As Deputy Solicitor General of Nevada, he advised the Attorney General, Governor, and agency heads on constitutional and regulatory issues of statewide and national significance. He argued appeals in state and federal courts and co-authored briefs that led to three U.S. Supreme Court certiorari grants. He co-led high-profile litigation involving education and school choice, federalism and separation of powers, preemption, free speech, free exercise and establishment, whistleblowers (including one matter resulting in a nearly $140 million settlement), property rights and takings, due process, taxation, federal lands, the Environmental Protection Act, the National Environmental Policy Act, and the Federal Land Policy and Management Act. He helped lead a 21-state coalition that invalidated a federal labor regulation. He was regularly called upon by Nevada state legislators to assist in drafting statutes.
Joseph has briefed and argued numerous cases before the U.S. Court of Appeals for the Ninth Circuit, both in private practice and during his time as Deputy Solicitor General and a federal prosecutor.

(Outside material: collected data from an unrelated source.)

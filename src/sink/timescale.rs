use super::{BatchWriter, MeasurementRow, SinkError};
use crate::telemetry::SensorEvent;
use anyhow::Result;
use sqlx::{postgres::PgPoolOptions, PgPool, Postgres, QueryBuilder};

/// Keeps each INSERT well below the 65535 bind parameter limit.
const ROWS_PER_STATEMENT: usize = 10_000;

/// TimescaleDB (or plain PostgreSQL) using the same one-row-per-event shape as
/// ClickHouse.
pub struct TimescaleWriter {
    pool: PgPool,
}

/// The pool connects on first use, so an unreachable database at startup is
/// a write failure like any other rather than a fatal error.
pub fn build_pool(database_url: &str, max_connections: u32) -> Result<PgPool> {
    let pool = PgPoolOptions::new()
        .max_connections(max_connections)
        .connect_lazy(database_url)?;
    Ok(pool)
}

impl TimescaleWriter {
    pub fn new(pool: PgPool) -> Self {
        Self { pool }
    }
}

impl BatchWriter for TimescaleWriter {
    type Row = MeasurementRow;

    fn backend(&self) -> &'static str {
        "timescale"
    }

    fn rows_from_event(&self, event: &SensorEvent) -> Vec<MeasurementRow> {
        MeasurementRow::from_event(event).into_iter().collect()
    }

    async fn ensure_schema(&self) -> Result<(), SinkError> {
        sqlx::query(
            r#"
            CREATE TABLE IF NOT EXISTS measurements (
                ts timestamptz not null,
                instance text not null,
                metric_names text[] not null,
                metric_values real[] not null
            )
            "#,
        )
        .execute(&self.pool)
        .await?;
        sqlx::query("CREATE INDEX IF NOT EXISTS measurements_instance_ts_idx ON measurements (instance, ts DESC)")
            .execute(&self.pool)
            .await?;
        sqlx::query(
            r#"
            DO $$
            BEGIN
                IF EXISTS (SELECT 1 FROM pg_extension WHERE extname = 'timescaledb') THEN
                    PERFORM create_hypertable('measurements', 'ts', if_not_exists => TRUE, migrate_data => TRUE);
                END IF;
            END
            $$
            "#,
        )
        .execute(&self.pool)
        .await?;
        Ok(())
    }

    async fn write_rows(&self, rows: &[MeasurementRow]) -> Result<(), SinkError> {
        let mut tx = self.pool.begin().await?;
        for chunk in rows.chunks(ROWS_PER_STATEMENT) {
            let mut builder: QueryBuilder<Postgres> = QueryBuilder::new(
                "INSERT INTO measurements (ts, instance, metric_names, metric_values) ",
            );
            builder.push_values(chunk.iter(), |mut b, row| {
                b.push_bind(row.ts)
                    .push_bind(&row.instance)
                    .push_bind(&row.metric_names)
                    .push_bind(&row.metric_values);
            });
            builder.build().execute(&mut *tx).await?;
        }
        tx.commit().await?;
        Ok(())
    }
}
mod buffer;
mod config;
mod delivery;
mod mqtt;
mod sink;
mod stats;
mod telemetry;

use crate::config::{Backend, Config};
use crate::delivery::DeliveryLoop;
use crate::sink::{
    build_pool, BatchWriter, BufferedSink, ClickHouseWriter, InfluxWriter, SimulatorWriter,
    TimescaleWriter,
};
use crate::stats::BridgeStats;
use anyhow::Result;
use futures::FutureExt;
use std::sync::Arc;

fn init_tracing(config: &Config) -> Result<()> {
    use tracing_subscriber::layer::SubscriberExt;
    use tracing_subscriber::util::SubscriberInitExt;

    let filter = tracing_subscriber::EnvFilter::try_from_default_env()
        .unwrap_or_else(|_| "info,sensor_db_bridge=info".into());
    let traces = match config.otlp_endpoint.as_deref().and_then(traces_endpoint) {
        Some(endpoint) => Some(tracing_opentelemetry::layer().with_tracer(otlp_tracer(endpoint)?)),
        None => None,
    };

    tracing_subscriber::registry()
        .with(filter)
        .with(
            tracing_subscriber::fmt::layer()
                .with_target(true)
                .with_thread_ids(true),
        )
        .with(traces)
        .try_init()?;
    Ok(())
}

fn otlp_tracer(endpoint: String) -> Result<opentelemetry_sdk::trace::Tracer> {
    use opentelemetry::KeyValue;
    use opentelemetry_otlp::WithExportConfig;
    use opentelemetry_sdk::{runtime::Tokio, trace, Resource};

    let resource = Resource::new([KeyValue::new("service.name", env!("CARGO_PKG_NAME"))]);
    let tracer = opentelemetry_otlp::new_pipeline()
        .tracing()
        .with_exporter(opentelemetry_otlp::new_exporter().http().with_endpoint(endpoint))
        .with_trace_config(trace::Config::default().with_resource(resource))
        .install_batch(Tokio)?;
    Ok(tracer)
}

/// OTLP over HTTP posts spans to `/v1/traces`; a bare collector address gets
/// the path appended. Blank means export is off.
fn traces_endpoint(raw: &str) -> Option<String> {
    let raw = raw.trim().trim_end_matches('/');
    if raw.is_empty() {
        return None;
    }
    if raw.ends_with("/v1/traces") {
        Some(raw.to_string())
    } else {
        Some(format!("{raw}/v1/traces"))
    }
}

async fn run<W: BatchWriter>(config: Config, writer: W, stats: Arc<BridgeStats>) -> Result<()> {
    let sink = Arc::new(BufferedSink::new(
        writer,
        config.buffer_max_items,
        config.buffer_max_age(),
        stats.clone(),
    ));
    let delivery = DeliveryLoop::new(sink, config.retry_delay(), stats.clone());

    let stats_handle = {
        let stats = stats.clone();
        let interval = config.stats_interval();
        tokio::spawn(async move {
            let mut ticker = tokio::time::interval(interval);
            ticker.tick().await;
            loop {
                ticker.tick().await;
                stats.log_summary();
            }
        })
    };

    let shutdown = tokio::signal::ctrl_c().map(|res| {
        if let Err(err) = res {
            tracing::error!(error = %err, "failed to listen for shutdown signal");
        }
        tracing::info!("shutdown signal received");
    });
    let result = mqtt::run_listener(&config, delivery, stats.clone(), shutdown).await;

    stats_handle.abort();
    stats.log_summary();
    result
}

#[tokio::main]
async fn main() -> Result<()> {
    let config = Config::from_env()?;
    init_tracing(&config)?;
    config.log_startup();

    let stats = Arc::new(BridgeStats::new());
    match config.backend {
        Backend::ClickHouse => {
            let writer = ClickHouseWriter::new(&config.db)?;
            run(config, writer, stats).await
        }
        Backend::InfluxDb => {
            let writer = InfluxWriter::new(&config.db)?;
            run(config, writer, stats).await
        }
        Backend::Timescale => {
            let pool = build_pool(&config.db.postgres_url()?, config.db.pool_size)?;
            run(config, TimescaleWriter::new(pool), stats).await
        }
        Backend::Simulator => run(config, SimulatorWriter, stats).await,
    }
}

#[cfg(test)]
mod tests {
    use super::*;

    #[test]
    fn collector_address_gets_traces_path() {
        assert_eq!(
            traces_endpoint("http://collector:4318/").as_deref(),
            Some("http://collector:4318/v1/traces")
        );
        assert_eq!(
            traces_endpoint(" http://collector:4318/v1/traces ").as_deref(),
            Some("http://collector:4318/v1/traces")
        );
        assert_eq!(traces_endpoint("  "), None);
    }
}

Before and after his government service, Joseph worked in private practice at a major international law firm. He represented clients in appellate and constitutional matters, white-collar defense, and complex commercial disputes involving privacy, intellectual property, trade secrets, and labor law. For example, he helped a rideshare company respond to a first-of-its-kind challenge to New York City’s attempt to subpoena proprietary data. He brought a free speech challenge on behalf of a client who had installed digital advertising screens on taxis. He represented the Organisation for Economic Cooperation and Development (OECD), based in Paris, and defeated a copyright infringement claim. Joseph was also part of the team that represented the City of Boise in the landmark Ninth Circuit case Martin v. City of Boise, involving homelessness and the Eighth Amendment. This experience led to his co-authorship of No Way Home: The Crisis of Homelessness and How to Fix It with Intelligence and Humanity (2021)—the first book to examine the law of homelessness.
Joseph is also an expert in constitutional law and the author of The Lives of the Constitution: Ten Exceptional Minds that Shaped America’s Supreme Law (2018), which became a #1 Amazon bestseller in the fields of constitutional law, legal biography, and legal history.
His legal and literary commentary has appeared in national publications including the Wall Street Journal, New York Times, and Los Angeles Times, and he has been featured on C-SPAN’s Washington Journal.
Joseph earned his J.D., magna cum laude, from Fordham University School of Law and clerked for Judge Paul J. Kelly, Jr. of the U.S. Court of Appeals for the Tenth Circuit.